Synopses & Reviews
A "vibrant, inventive, and vulnerable" (Bustle) graphic memoir about American identity, interracial families, and our most difficult conversations, from the acclaimed author of The Sleepwalker's Guide to Dancing.
"How brown is too brown?"
"Can Indians be racist?"
"What does real love between really different people look like?"
Like many six-year-olds, Mira Jacob's half-Jewish, half-Indian son, Z, has questions about everything. At first they are innocuous enough, but as tensions from the 2016 election spread from the media into his own family, they become much, much more complicated. Trying to answer him honestly, Mira has to think back to where she's gotten her own answers: her most formative conversations about race, color, sexuality, and, of course, love.

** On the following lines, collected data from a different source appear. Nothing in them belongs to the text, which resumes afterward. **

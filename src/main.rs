use axum::extract::State;
use axum::http::{header, StatusCode};
use axum::response::IntoResponse;
use axum::routing::get;
use axum::{Json, Router};
use axum_prometheus::PrometheusMetricLayer;
use chrono::{Local, NaiveDate};
use clap::{Args, Parser, Subcommand};
use metrics_exporter_prometheus::PrometheusHandle;
use mural_admin::board::importer::{BoardCsvImporter, BoardDataset, DatasetCache};
use mural_admin::board::suggestions::{
    board_router, BoardEntry, BoardSummary, FileStateStorage, InMemoryStateStorage, RankingMode,
    ScoringConfig, StateStorage, SuggestionBoardService,
};
use mural_admin::config::AppConfig;
use mural_admin::error::AppError;
use mural_admin::telemetry;
use serde_json::json;
use std::path::{Path, PathBuf};
use std::sync::atomic::{AtomicBool, Ordering};
use std::sync::Arc;
use tracing::info;

#[derive(Clone)]
struct OpsState {
    readiness: Arc<AtomicBool>,
    metrics: PrometheusHandle,
}

#[derive(Parser, Debug)]
#[command(
    name = "Mural Admin",
    about = "Run the suggestion board admin service and reports from the command line",
    version
)]
struct Cli {
    #[command(subcommand)]
    command: Option<Command>,
}

#[derive(Subcommand, Debug)]
enum Command {
    /// Start the HTTP service (default command)
    Serve(ServeArgs),
    /// Inspect the suggestion board without starting the service
    Board {
        #[command(subcommand)]
        command: BoardCommand,
    },
}

#[derive(Args, Debug, Default)]
struct ServeArgs {
    /// Override the configured host for the HTTP server
    #[arg(long)]
    host: Option<String>,
    /// Override the configured port for the HTTP server
    #[arg(long)]
    port: Option<u16>,
}

#[derive(Subcommand, Debug)]
enum BoardCommand {
    /// Print the prioritized board for stakeholder reviews
    Rank(RankArgs),
}

#[derive(Args, Debug)]
struct RankArgs {
    /// Optional board CSV export; the built-in sample board is used otherwise
    #[arg(long)]
    csv: Option<PathBuf>,
    /// Sort key: score, votes, or comments
    #[arg(long, default_value = "score", value_parser = parse_ranking_mode)]
    sort: RankingMode,
    /// Evaluation date for account ages (defaults to today)
    #[arg(long, value_parser = parse_date)]
    today: Option<NaiveDate>,
    /// List archived suggestions as well
    #[arg(long)]
    include_archived: bool,
    /// Include the per-factor score breakdown for each suggestion
    #[arg(long)]
    breakdown: bool,
}

#[tokio::main]
async fn main() {
    if let Err(err) = run_cli().await {
        eprintln!("application error: {err}");
        std::process::exit(1);
    }
}

async fn run_cli() -> Result<(), AppError> {
    let cli = Cli::parse();
    let command = cli
        .command
        .unwrap_or_else(|| Command::Serve(ServeArgs::default()));

    match command {
        Command::Serve(args) => run_server(args).await,
        Command::Board {
            command: BoardCommand::Rank(args),
        } => run_board_rank(args),
    }
}

fn parse_date(raw: &str) -> Result<NaiveDate, String> {
    NaiveDate::parse_from_str(raw.trim(), "%Y-%m-%d")
        .map_err(|err| format!("failed to parse '{raw}' as YYYY-MM-DD ({err})"))
}

fn parse_ranking_mode(raw: &str) -> Result<RankingMode, String> {
    match raw.trim().to_ascii_lowercase().as_str() {
        "score" => Ok(RankingMode::Score),
        "votes" => Ok(RankingMode::Votes),
        "comments" => Ok(RankingMode::Comments),
        other => Err(format!(
            "unknown sort key '{other}'; expected score, votes, or comments"
        )),
    }
}

async fn run_server(mut args: ServeArgs) -> Result<(), AppError> {
    let mut config = AppConfig::load()?;

    if let Some(host) = args.host.take() {
        config.server.host = host;
    }
    if let Some(port) = args.port.take() {
        config.server.port = port;
    }

    telemetry::init(&config.telemetry)?;

    let cache = DatasetCache::new();
    let dataset = load_dataset(&cache, config.board.csv_path.as_deref())?;
    info!(suggestions = dataset.len(), "board dataset loaded");

    match config.storage.state_dir.clone() {
        Some(dir) => {
            let service = SuggestionBoardService::new(
                FileStateStorage::new(dir),
                dataset,
                ScoringConfig::default(),
            );
            serve(config, Arc::new(service)).await
        }
        None => {
            let service = SuggestionBoardService::new(
                InMemoryStateStorage::default(),
                dataset,
                ScoringConfig::default(),
            );
            serve(config, Arc::new(service)).await
        }
    }
}

fn load_dataset(
    cache: &DatasetCache,
    csv_path: Option<&Path>,
) -> Result<Arc<BoardDataset>, AppError> {
    let dataset = cache.get_or_load(|| match csv_path {
        Some(path) => BoardCsvImporter::from_path(path),
        None => Ok(BoardDataset::sample()),
    })?;
    Ok(dataset)
}

async fn serve<S>(
    config: AppConfig,
    service: Arc<SuggestionBoardService<S>>,
) -> Result<(), AppError>
where
    S: StateStorage + 'static,
{
    let (prometheus_layer, prometheus_handle) = PrometheusMetricLayer::pair();
    let readiness_flag = Arc::new(AtomicBool::new(false));
    let ops = OpsState {
        readiness: readiness_flag.clone(),
        metrics: prometheus_handle,
    };

    let app = Router::new()
        .route("/health", get(healthcheck))
        .route("/ready", get(readiness_endpoint))
        .route("/metrics", get(metrics_endpoint))
        .with_state(ops)
        .merge(board_router(service))
        .layer(prometheus_layer);

    let addr = config.server.socket_addr()?;
    let listener = tokio::net::TcpListener::bind(addr).await?;
    readiness_flag.store(true, Ordering::Release);

    info!(?config.environment, %addr, "suggestion board admin service ready");

    axum::serve(listener, app).await?;
    Ok(())
}

fn run_board_rank(args: RankArgs) -> Result<(), AppError> {
    let RankArgs {
        csv,
        sort,
        today,
        include_archived,
        breakdown,
    } = args;

    let config = AppConfig::load()?;
    let today = today.unwrap_or_else(|| Local::now().date_naive());

    let csv_path = csv.or(config.board.csv_path);
    let imported = csv_path.is_some();
    let dataset = Arc::new(match csv_path {
        Some(path) => BoardCsvImporter::from_path(path)?,
        None => BoardDataset::sample(),
    });

    // Same facade the server uses, so the report reflects archived flags
    // recorded in the configured state directory.
    let (entries, vote_weight, hidden) = match config.storage.state_dir {
        Some(dir) => rank_board(
            FileStateStorage::new(dir),
            dataset,
            sort,
            include_archived,
            today,
        ),
        None => rank_board(
            InMemoryStateStorage::default(),
            dataset,
            sort,
            include_archived,
            today,
        ),
    };

    render_board_report(&entries, sort, today, imported, breakdown, vote_weight, hidden);
    Ok(())
}

/// Rank the board and collect the report inputs that live on the service:
/// the configured vote weight and the number of archived suggestions the
/// listing hides.
fn rank_board<S>(
    storage: S,
    dataset: Arc<BoardDataset>,
    sort: RankingMode,
    include_archived: bool,
    today: NaiveDate,
) -> (Vec<BoardEntry>, u32, usize)
where
    S: StateStorage + 'static,
{
    let service = SuggestionBoardService::new(storage, dataset, ScoringConfig::default());
    let entries = service.board_on(sort, include_archived, today);
    let vote_weight = service.engine().config().vote_weight;
    let hidden = service.dataset().len() - entries.len();
    (entries, vote_weight, hidden)
}

async fn healthcheck() -> Json<serde_json::Value> {
    Json(json!({ "status": "ok" }))
}

async fn readiness_endpoint(State(state): State<OpsState>) -> impl IntoResponse {
    let ready = state.readiness.load(Ordering::Relaxed);
    let status = if ready {
        StatusCode::OK
    } else {
        StatusCode::SERVICE_UNAVAILABLE
    };

    let payload = if ready {
        json!({ "status": "ready" })
    } else {
        json!({ "status": "initializing" })
    };

    (status, Json(payload))
}

async fn metrics_endpoint(State(state): State<OpsState>) -> impl IntoResponse {
    (
        StatusCode::OK,
        [(header::CONTENT_TYPE, "text/plain; version=0.0.4")],
        state.metrics.render(),
    )
}

fn render_board_report(
    entries: &[BoardEntry],
    mode: RankingMode,
    today: NaiveDate,
    imported: bool,
    breakdown: bool,
    vote_weight: u32,
    hidden: usize,
) {
    println!("Suggestion board");
    println!("Sorted by {} (evaluated {})", mode.label(), today);

    if imported {
        println!("Data source: board CSV export");
    } else {
        println!("Data source: built-in sample board");
    }

    println!("Vote weight: x{vote_weight}");
    if hidden > 0 {
        println!("{hidden} archived suggestion(s) hidden");
    }

    if entries.is_empty() {
        println!("\nThe board is empty.");
        return;
    }

    println!();
    for entry in entries {
        let archived = if entry.state.archived { " | archived" } else { "" };
        println!(
            "{:>2}. [tier {}] {} ({}) | score {} | votes {} | comments {}{}",
            entry.position,
            entry.priority.tier.label(),
            entry.record.title,
            entry.record.client.company,
            entry.ranking_score,
            entry.record.votes,
            entry.record.comments,
            archived
        );

        if breakdown {
            for component in &entry.priority.components {
                println!(
                    "      - {}: +{} ({})",
                    component.factor.label(),
                    component.points,
                    component.notes
                );
            }
        }
    }

    let summary = BoardSummary::of(entries);

    println!("\nBy tier");
    for tier in &summary.tier_counts {
        println!(
            "- tier {}: {} suggestion(s)",
            tier.tier_label, tier.suggestions
        );
    }

    println!("\nDelivery stages");
    for stage in &summary.stage_counts {
        println!(
            "- {}: {} suggestion(s)",
            stage.stage_label, stage.suggestions
        );
    }
}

Written with humor and vulnerability, this deeply relatable graphic memoir is a love letter to the art of conversation--and to the hope that hovers in our most difficult questions.
Review
"Emphasizes the complexities of being part of an interracial family and the struggles of parenting in the present moment." Time
Review
"Good Talk addresses head-on the complexities of being fully American while also being fully Jewish, fully Indian, fully mixed, fully whatever in the era of Trump. . . . Good Talk attempts to answer, with humor and heart, some of the most difficult questions of all." Bustle
Review
"By turns hilarious and heart-rending, it's exactly the book America needs at this moment." Celeste Ng
About the Author
Mira Jacob is the author of the critically acclaimed novel The Sleepwalker’s Guide to Dancing, which was shortlisted for India’s Tata First Literature Award, honored by the Asian Pacific American Library Association, and named one of the best books of the year by The Boston Globe, Kirkus Reviews, Bustle, and The Millions. Her recent work has appeared in The New York Times Book Review, Vogue, Guernica, BuzzFeed, The Telegraph, Bookanista, and The Scofield. She lives in Brooklyn with her husband and son.